We conducted a retrospective analysis of patients with platinum-refractory R/M-HNSCC treated with nivolumab or PC at our institution between January 2015 and March 2022. Eligibility criteria included histologically confirmed HNSCC, ECOG performance status (PS) 0-2, with platinum-refractory R/M disease, defined as recurrence or disease progression within 6 months after platinum-based definitive chemoradiotherapy.
The baseline characteristics of the 56 patients (21 PC/35 nivolumab) were ECOG PS 1-2 (76/54%), metastatic sites ≥ 2 (33/46%), local recurrence (62/23%), and median tumor size (43.2/26.2 mm). Median progression-free survival (mPFS) tended to favor PC over nivolumab (4.3/2.7 months, hazard ratio [HR]: 0.7, p = 0.41), and median overall survival tended to be inferior for PC (8.0/23.2 months, HR: 1.58, p = 0.20). Similar results were obtained after adjusting for several relevant factors.
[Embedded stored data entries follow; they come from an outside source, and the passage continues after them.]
//! Physical line splitting and comment classification.
//!
//! Splitting keeps each line's own terminator so a document can be written
//! back byte-for-byte, even when the input mixes terminator styles. Comment
//! classification is line-oriented: block comments are only recognized when
//! the opener starts the line (after leading whitespace). An opener that
//! follows code on the same line is not detected.

use crate::dialect::Dialect;

/// Terminator of a physical line.
#[derive(Debug, Clone, Copy, PartialEq, Eq, Default)]
pub enum LineEnding {
    #[default]
    Lf,
    CrLf,
    Cr,
    /// Last line of a text without a trailing terminator.
    Eof,
}

impl LineEnding {
    /// The literal terminator text.
    pub fn as_str(&self) -> &'static str {
        match self {
            Self::Lf => "\n",
            Self::CrLf => "\r\n",
            Self::Cr => "\r",
            Self::Eof => "",
        }
    }
}

/// One physical line of source text.
#[derive(Debug, Clone, PartialEq, Eq)]
pub struct Line {
    /// Line content without its terminator.
    pub text: String,
    /// The terminator this line was read with.
    pub ending: LineEnding,
    /// Whether the line is a comment or part of a block comment span.
    pub is_comment: bool,
}

/// Split text into physical lines, preserving terminators.
///
/// An input with N terminators yields N+1 lines; a text ending in a
/// terminator therefore yields a trailing empty line.
pub fn split(source: &str) -> Vec<(String, LineEnding)> {
    let mut lines = Vec::new();
    let bytes = source.as_bytes();
    let mut start = 0;
    let mut i = 0;

    while i < bytes.len() {
        match bytes[i] {
            b'\r' => {
                let ending = if bytes.get(i + 1) == Some(&b'\n') {
                    LineEnding::CrLf
                } else {
                    LineEnding::Cr
                };
                lines.push((source[start..i].to_string(), ending));
                i += ending.as_str().len();
                start = i;
            }
            b'\n' => {
                lines.push((source[start..i].to_string(), LineEnding::Lf));
                i += 1;
                start = i;
            }
            _ => i += 1,
        }
    }

    lines.push((source[start..].to_string(), LineEnding::Eof));
    lines
}

/// Split text into lines and tag each as code or comment.
///
/// A line is a comment when it is a single-line comment, opens or closes a
/// block comment at the start of the line, or falls inside an open block
/// comment span. A self-contained opener-and-terminator on one line does not
/// open a span.
pub fn classify(source: &str, dialect: Dialect) -> Vec<Line> {
    let line_comment = dialect.line_comment();
    let block_start = dialect.block_comment_start();
    let block_end = dialect.block_comment_end();

    let mut in_block = false;
    let mut lines = Vec::new();

    for (text, ending) in split(source) {
        let starts_block = block_start.is_some_and(|re| re.is_match(&text));
        let ends_block = block_end.is_some_and(|re| re.is_match(&text));

        let is_comment = if line_comment.is_match(&text) || (starts_block && ends_block) {
            true
        } else if starts_block {
            in_block = true;
            true
        } else if in_block && ends_block {
            in_block = false;
            true
        } else {
            in_block
        };

        lines.push(Line {
            text,
            ending,
            is_comment,
        });
    }

    lines
}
The objective response rate was numerically higher with PC (31/19%). Grade 3/4 adverse events were more frequent with PC (29/6%), and the most prevalent were leukopenia (19%) for PC and liver dysfunction (6%) for nivolumab. Subsequent treatment with PC and nivolumab was administered to 75% and 72% of patients, respectively; the mPFS of these patients was significantly lower with PC (1.6/9.2 months, HR: 9.9, p < 0.001).
Both PC and nivolumab are viable treatment options for platinum-refractory R/M-HNSCC, though their efficacy and safety profiles should be carefully considered.
纳武利尤单抗是铂类难治性复发/转移性头颈部鳞状细胞癌(R/M-HNSCC)的标准治疗方案。多项研究报道了紫杉醇联合西妥昔单抗(PC)的联合疗法在该患者群体中的疗效。
我们对2015年1月至2022年3月期间在我院接受纳武利尤单抗或PC治疗的铂类难治性R/M-HNSCC患者进行了回顾性分析。纳入标准包括组织学确诊的HNSCC、东部肿瘤协作组(ECOG)体能状态(PS)为0-2、患有铂类难治性R/M疾病,定义为在铂类确定性放化疗后6个月内复发或疾病进展。
56例患者(21例接受PC治疗/35例接受纳武利尤单抗治疗)的基线特征为ECOG PS 1-2(76/54%)、转移部位≥2个(33/46%)、局部复发(62/23%)以及中位肿瘤大小(43.2/26.2 mm)。中位无进展生存期(mPFS)倾向于PC优于纳武利尤单抗(4.3/2.7个月,风险比[HR]:0.7,p = 0.41),而PC的中位总生存期倾向于较差(8.0/23.2个月,HR:1.58,p = 0.20)。在对多个相关因素进行调整后,得到了类似的结果。PC的客观缓解率在数值上更高(31/19%)。3/4级不良事件在PC组更常见(29/6%),最常见的是PC组的白细胞减少(19%)和纳武利尤单抗组的肝功能障碍(6%)。分别有75%和72%的患者随后接受了PC和纳武利尤单抗治疗;这些患者的mPFS在PC组显著更低(1.6/9.2个月,HR:9.9,p < 0.001)。
对于铂类难治性R/M-HNSCC,PC和纳武利尤单抗都是可行的治疗选择,不过它们的疗效和安全性特征应仔细考虑。